I wonder if, as we grow older, time does pass more swiftly. Or does it simply seem to do so, so that we don't have time to slow down and notice how much faster we are growing so much older.
Whatever the case may be, this year has vanished with a rapidity that takes my breath, like when you miss a step but catch yourself before you fall. Where, o where, did 2007 go?
December is almost half-way through and winter has set upon Ohio early, as it's wont to do in this part of the world. This literal middle-of-nowhere where the weather is the most changeable and the most temperamental of seasons.
"In Ohio seasons are theatrical. Each one enters like a prima donna, convinced its performance is the reason the world has people in it," Toni Morrison, a native Ohioan, writes in Beloved.
I couldn't have said it better, of course. I like that about Ohio, though, it's theatricality. Still, good Caribbean-blooded woman that I am, I may have learned to appreciate winter's beauties but I will never, ever learn to appreciate the cold.
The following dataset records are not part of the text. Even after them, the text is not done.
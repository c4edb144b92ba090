use intake::{Category, Hostel, SubmitOutcome};

use super::*;

fn complete_args() -> ReportArgs {
    ReportArgs {
        roll_number: "22CS1042".to_owned(),
        name: "Asha Singh".to_owned(),
        hostel: "pearl".to_owned(),
        room_no: "A-101".to_owned(),
        category: "electrical".to_owned(),
        queries: "Socket sparks when used.".to_owned(),
        ..ReportArgs::default()
    }
}

#[test]
fn complete_args_submit() {
    let mut form = fill_form(&complete_args()).expect("form");
    let SubmitOutcome::Submitted(report) = form.submit() else {
        panic!("expected submission");
    };
    assert_eq!(report.hostel, Hostel::Pearl);
    assert_eq!(report.category, Category::Electrical);
    assert!(report.image.is_none());
}

#[test]
fn blank_args_are_collected_as_missing() {
    let args = ReportArgs {
        name: String::new(),
        category: String::new(),
        ..complete_args()
    };
    let mut form = fill_form(&args).expect("form");
    assert_eq!(
        form.submit(),
        SubmitOutcome::Rejected {
            missing: vec![FieldId::Name, FieldId::Category]
        }
    );
}

#[test]
fn unknown_hostel_is_a_field_error() {
    let args = ReportArgs {
        hostel: "topaz".to_owned(),
        ..complete_args()
    };
    assert!(matches!(fill_form(&args), Err(CliError::Field(_))));
}

#[test]
fn image_flag_attaches_file() {
    let dir = tempfile::tempdir().expect("tempdir");
    let path = dir.path().join("leak.jpg");
    std::fs::write(&path, [0xff_u8, 0xd8]).expect("write");
    let args = ReportArgs {
        image: Some(path),
        ..complete_args()
    };
    let form = fill_form(&args).expect("form");
    assert_eq!(form.selected_file_name(), Some("leak.jpg"));
}

#[test]
fn missing_fields_error_lists_dom_ids() {
    let err = CliError::MissingFields {
        notice: intake::Notice::warning("Please fill in all required fields."),
        missing: vec![FieldId::RollNumber, FieldId::Hostel],
    };
    assert_eq!(
        err.to_string(),
        "Please fill in all required fields. (missing: rollNumber, hostel)"
    );
}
And cold it will be for a long time to come. Winter here lasts through March and early April so no matter how far I look into the future, cold is all I see for miles.
At least there are no robins around this year to cause me the same anxiety I had last year trying to make sure Mr. Robin survived the cruelest of winters in my memory. This time, the robins all flew away, as they should. That's a relief.
When I look into the past, I have to say that 2007, which only has 21 days to go in its life span, has been a wonderfully memorable one. Indeed, more memorable than most. Above all, I've had my health to face the challenges and joys that have come my way and as I leaf, mentally, through the year's pages, it's been a very good read as well.
Last Friday I taught my last class of the semester and it was a bittersweet day. Sweet, because I will appreciate and take advantage of the break from having to prepare classes and grade and build my world around my students. But this freedom also has a sharp, bitter flavor because I loved teaching that class and I loved being with those students and I had so much fun that I want to say it was the best class I've taught, ever.
But I can't trust myself on that score. Every time I teach a class I feel like it's the best one ever, so perhaps this one was just the latest in that long time of having passion for what I do and fun doing it. However, I don't think that's altogether true either. I think this class was especially special. Or at least I want to think it was.
In the next week or so, I'll take a break from going up to my college on the hill and will stay here, at home, with hubby, cats and dogs, until 2008 ushers itself in without an invitation. The expectation of a new year always has made me a little anxious because I don't know what it will bring and, as you know, I hate surprises.
But that's what a new year is, after all, a bag full of surprises. I can only hope and pray that, for all of us, the surprises are mostly on the fun side.
1 comment:
I've been so happy to be part of your excellent 2007.